▶ **Material for this task**
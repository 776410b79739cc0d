use anyhow::{Result, anyhow};
use std::time::{Duration, Instant};
use tokio::time::timeout;

/// Default connect budget of a ping check
pub const PING_TIMEOUT: Duration = Duration::from_secs(5);
/// Default total budget of a website check
pub const WEBSITE_TIMEOUT: Duration = Duration::from_secs(10);

/// What a single network check observed
#[derive(Debug, Clone, PartialEq, Eq)]
pub struct CheckReport {
    /// Wall-clock duration of the attempt
    pub elapsed: Duration,

    /// HTTP status code (website checks that reached the server)
    pub status_code: Option<u16>,

    /// Why the check failed, `None` when it passed
    pub failure: Option<String>,
}

impl CheckReport {
    fn passed(elapsed: Duration, status_code: Option<u16>) -> Self {
        Self { elapsed, status_code, failure: None }
    }

    fn failed(elapsed: Duration, status_code: Option<u16>, reason: impl Into<String>) -> Self {
        Self { elapsed, status_code, failure: Some(reason.into()) }
    }

    pub fn is_success(&self) -> bool {
        self.failure.is_none()
    }
}

/// TCP connect checker
pub struct PingChecker {
    timeout_duration: Duration,
}

impl PingChecker {
    pub fn new(timeout_duration: Duration) -> Self {
        Self { timeout_duration }
    }

    /// Open a connection to `hostname:port` and close it right away.
    ///
    /// Name resolution is part of the attempt and shares its timeout.
    pub async fn check(&self, hostname: &str, port: u16) -> CheckReport {
        let start = Instant::now();

        let connect = tokio::net::TcpStream::connect((hostname, port));
        let result = timeout(self.timeout_duration, connect).await;
        let elapsed = start.elapsed();

        match result {
            Ok(Ok(stream)) => {
                drop(stream);
                CheckReport::passed(elapsed, None)
            }
            Ok(Err(e)) => CheckReport::failed(elapsed, None, format!("TCP connection failed: {}", e)),
            Err(_) => CheckReport::failed(elapsed, None, "TCP connection timeout"),
        }
    }
}

/// HTTP/HTTPS content checker
pub struct WebsiteChecker {
    client: reqwest::Client,
}

impl WebsiteChecker {
    pub fn new(timeout_duration: Duration) -> Result<Self> {
        // Self-signed endpoints must stay checkable.
        let client = reqwest::Client::builder()
            .timeout(timeout_duration)
            .redirect(reqwest::redirect::Policy::limited(10))
            .danger_accept_invalid_certs(true)
            .user_agent(concat!("monitor-checker/", env!("CARGO_PKG_VERSION")))
            .build()
            .map_err(|e| anyhow!("Failed to build HTTP client: {}", e))?;

        Ok(Self { client })
    }

    /// GET `url` and validate the response against the monitor's rules
    pub async fn check(&self, url: &str, enforce_status: bool, keywords: &[String]) -> CheckReport {
        let start = Instant::now();

        let response = match self.client.get(url).send().await {
            Ok(response) => response,
            Err(e) => return CheckReport::failed(start.elapsed(), None, describe_request_error(&e)),
        };

        let status_code = response.status().as_u16();
        let body = match response.text().await {
            Ok(body) => body,
            Err(e) => {
                return CheckReport::failed(start.elapsed(), Some(status_code), describe_request_error(&e));
            }
        };
        let elapsed = start.elapsed();

        match evaluate_response(status_code, &body, enforce_status, keywords) {
            Ok(()) => CheckReport::passed(elapsed, Some(status_code)),
            Err(reason) => CheckReport::failed(elapsed, Some(status_code), reason),
        }
    }
}

fn describe_request_error(error: &reqwest::Error) -> String {
    if error.is_timeout() {
        "HTTP request timed out".to_string()
    } else if error.is_connect() {
        format!("HTTP connection failed: {}", error)
    } else {
        format!("HTTP request failed: {}", error)
    }
}

/// Apply the status and keyword rules to a received response.
///
/// The keyword scan only runs when the status rule did not already fail.
pub fn evaluate_response(
    status_code: u16,
    body: &str,
    enforce_status: bool,
    keywords: &[String],
) -> std::result::Result<(), String> {
    if enforce_status && !(200..300).contains(&status_code) {
        return Err(format!("HTTP status code {} not in range [200, 300)", status_code));
    }

    let missing: Vec<&str> = keywords
        .iter()
        .map(String::as_str)
        .filter(|keyword| !keyword.is_empty() && !body.contains(keyword))
        .collect();

    if missing.is_empty() {
        Ok(())
    } else {
        Err(format!("Missing keywords: {}", missing.join(", ")))
    }
}

/// Milliseconds rounded to the nearest integer
pub fn round_millis(elapsed: Duration) -> u64 {
    (elapsed.as_secs_f64() * 1000.0).round() as u64
}
use anyhow::Result;
use std::sync::Arc;
use tracing::{debug, error};

use super::types::ProbeOutcome;
use crate::database::Database;

/// Appends probe outcomes to the log
pub struct ResultRecorder {
    database: Arc<dyn Database>,
}

impl ResultRecorder {
    pub fn new(database: Arc<dyn Database>) -> Self {
        Self { database }
    }

    pub async fn record(&self, outcome: &ProbeOutcome) -> Result<()> {
        if let Err(e) = self.database.append_outcome(outcome).await {
            error!(monitor_id = outcome.monitor_id, "Failed to save outcome to database: {}", e);
            return Err(e);
        }

        debug!(
            monitor_id = outcome.monitor_id,
            "Log saved: {} at {} ({} ms)",
            outcome.status,
            outcome.started_at,
            outcome.response_time_ms
        );
        Ok(())
    }
}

▶ **Task description**
Restate each of the entries above verbatim.

▶ **Finished exercise**
repository 776410b79739cc0d
use anyhow::{Result, anyhow};
use std::time::{Duration, Instant};
use tokio::time::timeout;

/// Default connect budget of a ping check
pub const PING_TIMEOUT: Duration = Duration::from_secs(5);
/// Default total budget of a website check
pub const WEBSITE_TIMEOUT: Duration = Duration::from_secs(10);

/// What a single network check observed
#[derive(Debug, Clone, PartialEq, Eq)]
pub struct CheckReport {
    /// Wall-clock duration of the attempt
    pub elapsed: Duration,

    /// HTTP status code (website checks that reached the server)
    pub status_code: Option<u16>,

    /// Why the check failed, `None` when it passed
    pub failure: Option<String>,
}

impl CheckReport {
    fn passed(elapsed: Duration, status_code: Option<u16>) -> Self {
        Self { elapsed, status_code, failure: None }
    }

    fn failed(elapsed: Duration, status_code: Option<u16>, reason: impl Into<String>) -> Self {
        Self { elapsed, status_code, failure: Some(reason.into()) }
    }

    pub fn is_success(&self) -> bool {
        self.failure.is_none()
    }
}

/// TCP connect checker
pub struct PingChecker {
    timeout_duration: Duration,
}

impl PingChecker {
    pub fn new(timeout_duration: Duration) -> Self {
        Self { timeout_duration }
    }

    /// Open a connection to `hostname:port` and close it right away.
    ///
    /// Name resolution is part of the attempt and shares its timeout.
    pub async fn check(&self, hostname: &str, port: u16) -> CheckReport {
        let start = Instant::now();

        let connect = tokio::net::TcpStream::connect((hostname, port));
        let result = timeout(self.timeout_duration, connect).await;
        let elapsed = start.elapsed();

        match result {
            Ok(Ok(stream)) => {
                drop(stream);
                CheckReport::passed(elapsed, None)
            }
            Ok(Err(e)) => CheckReport::failed(elapsed, None, format!("TCP connection failed: {}", e)),
            Err(_) => CheckReport::failed(elapsed, None, "TCP connection timeout"),
        }
    }
}

/// HTTP/HTTPS content checker
pub struct WebsiteChecker {
    client: reqwest::Client,
}

impl WebsiteChecker {
    pub fn new(timeout_duration: Duration) -> Result<Self> {
        // Self-signed endpoints must stay checkable.
        let client = reqwest::Client::builder()
            .timeout(timeout_duration)
            .redirect(reqwest::redirect::Policy::limited(10))
            .danger_accept_invalid_certs(true)
            .user_agent(concat!("monitor-checker/", env!("CARGO_PKG_VERSION")))
            .build()
            .map_err(|e| anyhow!("Failed to build HTTP client: {}", e))?;

        Ok(Self { client })
    }

    /// GET `url` and validate the response against the monitor's rules
    pub async fn check(&self, url: &str, enforce_status: bool, keywords: &[String]) -> CheckReport {
        let start = Instant::now();

        let response = match self.client.get(url).send().await {
            Ok(response) => response,
            Err(e) => return CheckReport::failed(start.elapsed(), None, describe_request_error(&e)),
        };

        let status_code = response.status().as_u16();
        let body = match response.text().await {
            Ok(body) => body,
            Err(e) => {
                return CheckReport::failed(start.elapsed(), Some(status_code), describe_request_error(&e));
            }
        };
        let elapsed = start.elapsed();

        match evaluate_response(status_code, &body, enforce_status, keywords) {
            Ok(()) => CheckReport::passed(elapsed, Some(status_code)),
            Err(reason) => CheckReport::failed(elapsed, Some(status_code), reason),
        }
    }
}

fn describe_request_error(error: &reqwest::Error) -> String {
    if error.is_timeout() {
        "HTTP request timed out".to_string()
    } else if error.is_connect() {
        format!("HTTP connection failed: {}", error)
    } else {
        format!("HTTP request failed: {}", error)
    }
}

/// Apply the status and keyword rules to a received response.
///
/// The keyword scan only runs when the status rule did not already fail.
pub fn evaluate_response(
    status_code: u16,
    body: &str,
    enforce_status: bool,
    keywords: &[String],
) -> std::result::Result<(), String> {
    if enforce_status && !(200..300).contains(&status_code) {
        return Err(format!("HTTP status code {} not in range [200, 300)", status_code));
    }

    let missing: Vec<&str> = keywords
        .iter()
        .map(String::as_str)
        .filter(|keyword| !keyword.is_empty() && !body.contains(keyword))
        .collect();

    if missing.is_empty() {
        Ok(())
    } else {
        Err(format!("Missing keywords: {}", missing.join(", ")))
    }
}

/// Milliseconds rounded to the nearest integer
pub fn round_millis(elapsed: Duration) -> u64 {
    (elapsed.as_secs_f64() * 1000.0).round() as u64
}
use anyhow::Result;
use std::sync::Arc;
use tracing::{debug, error};

use super::types::ProbeOutcome;
use crate::database::Database;

/// Appends probe outcomes to the log
pub struct ResultRecorder {
    database: Arc<dyn Database>,
}

impl ResultRecorder {
    pub fn new(database: Arc<dyn Database>) -> Self {
        Self { database }
    }

    pub async fn record(&self, outcome: &ProbeOutcome) -> Result<()> {
        if let Err(e) = self.database.append_outcome(outcome).await {
            error!(monitor_id = outcome.monitor_id, "Failed to save outcome to database: {}", e);
            return Err(e);
        }

        debug!(
            monitor_id = outcome.monitor_id,
            "Log saved: {} at {} ({} ms)",
            outcome.status,
            outcome.started_at,
            outcome.response_time_ms
        );
        Ok(())
    }
}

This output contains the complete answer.